If the report is historical in nature or for some other reason isn't sensitive to instantaneous change and if the systems you are consolidating do speak a common language, I suggest that Sean is right. Writing a report consolidator application is probably going to be easier than redeveloping the applications themselves. If you lie in the middle somewhere you'll have some thinking to do.

Benjamin

Sat, 2005-Oct-01

Use of HTTP verbs in ARREST architectural style

This should be my last post on Rohit Khare's Decentralizing REST thesis. I apologise to my readers for somewhat of a blogging glut around this paper but there have been a number of topics I wanted to touch apon. This post concerns the use of HTTP verbs for subscription and notification activities.

In section 5.1 Rohit describes the A+REST architectural style. It uses a WATCH request and and NOTIFY response. By the time he reaches the R+REST and ARREST styles of sections 5.2 and 5.3 he is using SUBSCRIBE requests and POST responses. I feel that the jump to use POST (a standard HTTP request) is unfortunate.

I think Rohit sees POST as the obvious choice here. The server wants to return something to the client, therefore mutating the state of the client, therefore POST is appropriate. rfc2616 has this to say about POST:

The POST method is used to request that the origin server accept the entity enclosed in the request as a new subordinate of the resource identified by the Request-URI in the Request-Line. POST is designed to allow a uniform method to cover the following functions:

  • Annotation of existing resources;
  • Posting a message to a bulletin board, newsgroup, mailing list, or similar group of articles;
  • Providing a block of data, such as the result of submitting a form, to a data-handling process;
  • Extending a database through an append operation.

POST is often used outside of these kinds of context, especially as means of tunnelling alternate protocols or architectural styles over HTTP. In this case though, I think that its use is particularly aggregious. Consider this text from section 9.1.1 of rfc2616:

the convention has been established that the GET and HEAD methods SHOULD NOT have the significance of taking an action other than retrieval.
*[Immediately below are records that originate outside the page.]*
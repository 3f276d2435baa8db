//! Request/Response correlation registry.
//!
//! Each direction owns a registry of in-flight Requests keyed by id, split
//! into a string-keyed and an integer-keyed map (numeric and string ids live
//! in disjoint spaces). The two directions are linked: a Request is inserted
//! into its own side's maps, while a Response retrieves from the *peer*
//! side's maps.
//!
//! Both sides are views over one mutex-guarded pair, so the two pipelines
//! may run on separate tasks or threads while every insert/retrieve observes
//! a total order.

use std::collections::HashMap;
use std::sync::{Arc, Mutex};

use crate::message::{Id, Sender};

/// What the registry remembers about an in-flight Request: enough to
/// complete the Response side of the link without touching the emitted
/// message.
#[derive(Debug, Clone, Eq, PartialEq)]
pub struct PendingRequest {
    pub seq: u64,
    pub method: String,
    pub timestamp_ms: i64,
}

#[derive(Debug, Default)]
struct SideMaps {
    by_string: HashMap<String, PendingRequest>,
    by_number: HashMap<i64, PendingRequest>,
}

impl SideMaps {
    fn insert(&mut self, id: &Id, pending: PendingRequest) -> Option<PendingRequest> {
        match id {
            Id::String(s) => self.by_string.insert(s.clone(), pending),
            Id::Number(n) => self.by_number.insert(*n, pending),
        }
    }

    fn remove(&mut self, id: &Id) -> Option<PendingRequest> {
        match id {
            Id::String(s) => self.by_string.remove(s),
            Id::Number(n) => self.by_number.remove(n),
        }
    }

    fn len(&self) -> usize {
        self.by_string.len() + self.by_number.len()
    }
}

#[derive(Debug, Default)]
struct RegistryPair {
    client: SideMaps,
    server: SideMaps,
}

impl RegistryPair {
    fn side_mut(&mut self, sender: Sender) -> &mut SideMaps {
        match sender {
            Sender::Client => &mut self.client,
            Sender::Server => &mut self.server,
        }
    }
}

/// One direction's view of the linked registry pair.
#[derive(Debug, Clone)]
pub struct RegistryHandle {
    shared: Arc<Mutex<RegistryPair>>,
    side: Sender,
}

impl RegistryHandle {
    /// Builds both sides over a fresh shared pair, already linked.
    pub fn linked_pair() -> (RegistryHandle, RegistryHandle) {
        let shared = Arc::new(Mutex::new(RegistryPair::default()));
        (
            RegistryHandle {
                shared: Arc::clone(&shared),
                side: Sender::Client,
            },
            RegistryHandle {
                shared,
                side: Sender::Server,
            },
        )
    }

    pub fn side(&self) -> Sender {
        self.side
    }

    /// Records an in-flight Request under `id` on this side. Returns the
    /// entry it shadowed, if the id was already in use.
    pub fn insert_request(&self, id: &Id, pending: PendingRequest) -> Option<PendingRequest> {
        let mut pair = self.shared.lock().expect("registry mutex poisoned");
        pair.side_mut(self.side).insert(id, pending)
    }

    /// Removes and returns the peer side's in-flight Request under `id`,
    /// if one exists.
    pub fn retrieve_for_response(&self, id: &Id) -> Option<PendingRequest> {
        let mut pair = self.shared.lock().expect("registry mutex poisoned");
        pair.side_mut(self.side.opposite()).remove(id)
    }

    /// Number of Requests currently awaiting a Response on this side.
    pub fn outstanding(&self) -> usize {
        let pair = self.shared.lock().expect("registry mutex poisoned");
        match self.side {
            Sender::Client => pair.client.len(),
            Sender::Server => pair.server.len(),
        }
    }
}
These methods ought to be considered "safe". This allows user agents to represent other methods, such as POST, PUT and DELETE, in a special way, so that the user is made aware of the fact that a possibly unsafe action is being requested.

Naturally, it is not possible to ensure that the server does not generate side-effects as a result of performing a GET request; in fact, some dynamic resources consider that a feature. The important distinction here is that the user did not request the side-effects, so therefore cannot be held accountable for them.

When the server issues a POST it should be acting on behalf of its user. Who its user is is a little unclear at this point. There is the client owned by some agency, the server owned by another, and finally the POST destination possibly owned by an additional agency. If the server is acting on behalf of its owner it should do so with extreme care and be absolutely sure it is willing to take responsibilty for the actions taken in response to the POST. It should provide its own credentials and act in a responsible manner, operating in accordance with the policy its owner sets forward for it.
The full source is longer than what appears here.